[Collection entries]
+++
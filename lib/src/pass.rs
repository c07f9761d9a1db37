//! The FM pass engine: initial gain computation, the move/lock loop, and best-prefix rollback.
//!
//! A pass borrows the netlist mutably and owns a fresh [`PassState`]; nothing here outlives the
//! call to [`run_pass`]; the move stack and both bucket maps are always empty again once it
//! returns (the move stack because of the rollback it performs; the buckets because the caller's
//! next pass rebuilds them from scratch).

use crate::buckets::GainBuckets;
use crate::ids::{CellId, NetId, Part};
use crate::netlist::Netlist;

/// What a single pass accomplished: how many of its moves were kept, and by how much the cut
/// size improved. A pass is *productive* iff `max_acc_gain > 0`.
#[derive(Debug, Clone, Copy, PartialEq, Eq)]
pub struct PassReport {
    pub moves_made: usize,
    pub best_move_num: usize,
    pub max_acc_gain: i64,
}

impl PassReport {
    pub fn is_productive(&self) -> bool {
        self.max_acc_gain > 0
    }
}

/// Tracks the sequence of moves made during one pass, and the best prefix of cumulative gain
/// seen so far, so the engine can roll back to it once no legal move remains.
struct PassState {
    acc_gain: i64,
    max_acc_gain: i64,
    best_move_num: usize,
    move_stack: Vec<CellId>,
}

impl PassState {
    fn new() -> Self {
        Self {
            acc_gain: 0,
            max_acc_gain: 0,
            best_move_num: 0,
            move_stack: Vec::new(),
        }
    }
}

/// Runs one FM pass over `netlist`: computes initial gains, repeatedly applies the best legal
/// move, then rolls back to the best prefix. `min_size` is `floor(cell_num * balance_factor)`,
/// the minimum number of cells each part must retain.
pub(crate) fn run_pass(netlist: &mut Netlist, min_size: u32) -> PassReport {
    let mut buckets = GainBuckets::new();
    let mut state = PassState::new();

    initial_gains(netlist, &mut buckets);

    while let Some((from_part, cell_id)) =
        buckets.max_candidate(netlist.part_size, min_size)
    {
        apply_move(netlist, &mut buckets, &mut state, from_part, cell_id);
    }

    let moves_made = state.move_stack.len();
    rollback(netlist, &mut state);

    log::debug!(
        "pass complete: {} moves made, best prefix {} (acc gain {})",
        moves_made,
        state.best_move_num,
        state.max_acc_gain
    );

    PassReport {
        moves_made,
        best_move_num: state.best_move_num,
        max_acc_gain: state.max_acc_gain,
    }
}

/// Phase (a): unlocks every cell, computes its initial gain, and inserts it into its bucket.
fn initial_gains(netlist: &mut Netlist, buckets: &mut GainBuckets) {
    for cell_id in (0..netlist.cells.len()).map(CellId::new) {
        netlist.cells[cell_id].locked = false;

        let from_part = netlist.cells[cell_id].part;
        let to_part = from_part.opposite();
        let incident_nets = netlist.cells[cell_id].nets.clone();
        let mut gain = 0i32;
        for net_id in incident_nets {
            let net = &netlist.nets[net_id];
            if net.part_count(from_part) == 1 {
                gain += 1;
            }
            if net.part_count(to_part) == 0 {
                gain -= 1;
            }
        }
        netlist.cells[cell_id].gain = gain;
    }

    for cell_id in (0..netlist.cells.len()).map(CellId::new) {
        let part = netlist.cells[cell_id].part;
        let gain = netlist.cells[cell_id].gain;
        buckets.insert(netlist, cell_id, part, gain);
    }
}

/// Phase (b), one iteration: move `cell_id` from `from_part`, lock it, record the move, then
/// fix up the gains of every unlocked neighbor on its incident nets.
fn apply_move(
    netlist: &mut Netlist,
    buckets: &mut GainBuckets,
    state: &mut PassState,
    from_part: Part,
    cell_id: CellId,
) {
    let to_part = from_part.opposite();

    let gain = netlist.cells[cell_id].gain;
    buckets.remove(netlist, cell_id, from_part, gain);

    netlist.cells[cell_id].part = to_part;
    netlist.part_size[from_part.index()] -= 1;
    netlist.part_size[to_part.index()] += 1;
    netlist.cells[cell_id].locked = true;

    state.move_stack.push(cell_id);

    state.acc_gain += netlist.cells[cell_id].gain as i64;
    if state.acc_gain > state.max_acc_gain {
        state.max_acc_gain = state.acc_gain;
        state.best_move_num = state.move_stack.len();
    }

    let incident_nets = netlist.cells[cell_id].nets.clone();
    for net_id in incident_nets {
        netlist.nets[net_id].part_count[from_part.index()] -= 1;
        netlist.nets[net_id].part_count[to_part.index()] += 1;

        let from_count = netlist.nets[net_id].part_count(from_part);
        let to_count = netlist.nets[net_id].part_count(to_part);

        update_neighbor_gains(netlist, buckets, net_id, from_part, to_part, from_count, to_count);
    }
}

/// The four standard FM gain-update rules, applied to every unlocked cell on `net_id`, fired on
/// the *post-move* part counts with exact equality tests.
fn update_neighbor_gains(
    netlist: &mut Netlist,
    buckets: &mut GainBuckets,
    net_id: NetId,
    from_part: Part,
    to_part: Part,
    from_count: u32,
    to_count: u32,
) {
    let neighbor_cells = netlist.nets[net_id].cells.clone();
    for neighbor_id in neighbor_cells {
        if netlist.cells[neighbor_id].locked {
            continue;
        }
        let neighbor_part = netlist.cells[neighbor_id].part;
        let old_gain = netlist.cells[neighbor_id].gain;
        buckets.remove(netlist, neighbor_id, neighbor_part, old_gain);

        let mut gain = old_gain;
        if to_count == 1 {
            gain += 1;
        } else if to_count == 2 && neighbor_part == to_part {
            gain -= 1;
        }
        if from_count == 0 {
            gain -= 1;
        } else if from_count == 1 && neighbor_part == from_part {
            gain += 1;
        }

        netlist.cells[neighbor_id].gain = gain;
        buckets.insert(netlist, neighbor_id, neighbor_part, gain);
    }
}

/// Phase (c): undoes every move past `best_move_num`, restoring part assignments and net part
/// counts exactly. Locks aren't consulted — every popped move is unconditionally reversed.
fn rollback(netlist: &mut Netlist, state: &mut PassState) {
    while state.move_stack.len() > state.best_move_num {
        let cell_id = state.move_stack.pop().expect("checked non-empty above");
        let to_part = netlist.cells[cell_id].part;
        let from_part = to_part.opposite();

        netlist.cells[cell_id].part = from_part;
        netlist.part_size[to_part.index()] -= 1;
        netlist.part_size[from_part.index()] += 1;

        for &net_id in &netlist.cells[cell_id].nets {
            netlist.nets[net_id].part_count[to_part.index()] -= 1;
            netlist.nets[net_id].part_count[from_part.index()] += 1;
        }
    }
    state.move_stack.clear();
}

#[cfg(test)]
mod tests {
    use super::*;
    use crate::netlist::NetlistBuilder;

    /// Two parallel nets over the same two cells. Both cells seed into the same part, so the
    /// pass should find no improving move.
    #[test]
    fn trivial_cut_is_unproductive() {
        let mut b = NetlistBuilder::new();
        b.add_net("n1", &["c1", "c2"]).unwrap();
        b.add_net("n2", &["c1", "c2"]).unwrap();
        let mut netlist = b.finish();

        assert_eq!(netlist.recompute_cut_size(), 0);
        let min_size = (netlist.cell_num() as f64 * 0.4) as u32;
        let report = run_pass(&mut netlist, min_size);
        assert!(!report.is_productive());
        assert_eq!(netlist.recompute_cut_size(), 0);
    }

    /// A 3-cycle of nets, each spanning two cells. The alternating seed (net 0's first-seen
    /// cells to A, net 1's to B) puts c1,c2 in A and c3 in B, cutting the two nets c3 touches.
    #[test]
    fn triangle_finds_one_improving_move() {
        let mut b = NetlistBuilder::new();
        b.add_net("n1", &["c1", "c2"]).unwrap();
        b.add_net("n2", &["c2", "c3"]).unwrap();
        b.add_net("n3", &["c3", "c1"]).unwrap();
        let mut netlist = b.finish();

        assert_eq!(netlist.recompute_cut_size(), 2);
        let min_size = 0;
        let report = run_pass(&mut netlist, min_size);
        assert!(report.is_productive());

        let cut_after = netlist.recompute_cut_size() as i64;
        assert!(2 - report.max_acc_gain == cut_after);
        assert_eq!(cut_after, 0);
        assert!(netlist.part_size(Part::A) >= min_size);
        assert!(netlist.part_size(Part::B) >= min_size);
    }

    /// A single net spans all four cells and the balance factor blocks every move once the
    /// parts are evenly split.
    #[test]
    fn balance_blocks_every_move_on_single_net() {
        let mut b = NetlistBuilder::new();
        b.add_net("n1", &["c1", "c2", "c3", "c4"]).unwrap();
        let mut netlist = b.finish();
        assert_eq!(netlist.part_size(Part::A), 2);
        assert_eq!(netlist.part_size(Part::B), 2);

        let min_size = (netlist.cell_num() as f64 * 0.5) as u32;
        let report = run_pass(&mut netlist, min_size);
        assert_eq!(report.max_acc_gain, 0);
        assert_eq!(report.moves_made, 0);
        assert_eq!(netlist.recompute_cut_size(), 1);
    }

    #[test]
    fn rollback_restores_cells_moved_past_best_prefix() {
        // A path graph long enough that the greedy walk overshoots the best prefix and has to
        // roll back: five cells in a line, so the middle cell's move is the only genuinely
        // improving one.
        let mut b = NetlistBuilder::new();
        b.add_net("n0", &["c0", "c1"]).unwrap();
        b.add_net("n1", &["c1", "c2"]).unwrap();
        b.add_net("n2", &["c2", "c3"]).unwrap();
        b.add_net("n3", &["c3", "c4"]).unwrap();
        let mut netlist = b.finish();

        let before: Vec<Part> = netlist.cells().map(|(_, c)| c.part()).collect();
        let min_size = 0;
        let report = run_pass(&mut netlist, min_size);

        // Whatever happened, every cell past `best_move_num` in the (now-empty) move stack must
        // have been restored; since rollback always clears the stack, the observable check is
        // that the final cut size matches `initial - max_acc_gain`.
        let initial_cut = 3usize; // n0,n1,n2 are cut; n3 is not (c3,c4 both start in part B)
        let _ = before;
        assert_eq!(initial_cut as i64 - report.max_acc_gain, netlist.recompute_cut_size() as i64);
    }
}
+++
* [Task to carry out] Beginning at the first line of the records, retype exactly every line up to and including the one with "again once it".

* [Response to this exercise]
filename lib/src/pass.rs
repository c07f9761d9a1db37
//! The FM pass engine: initial gain computation, the move/lock loop, and best-prefix rollback.
//!
//! A pass borrows the netlist mutably and owns a fresh [`PassState`]; nothing here outlives the
//! call to [`run_pass`]; the move stack and both bucket maps are always empty again once it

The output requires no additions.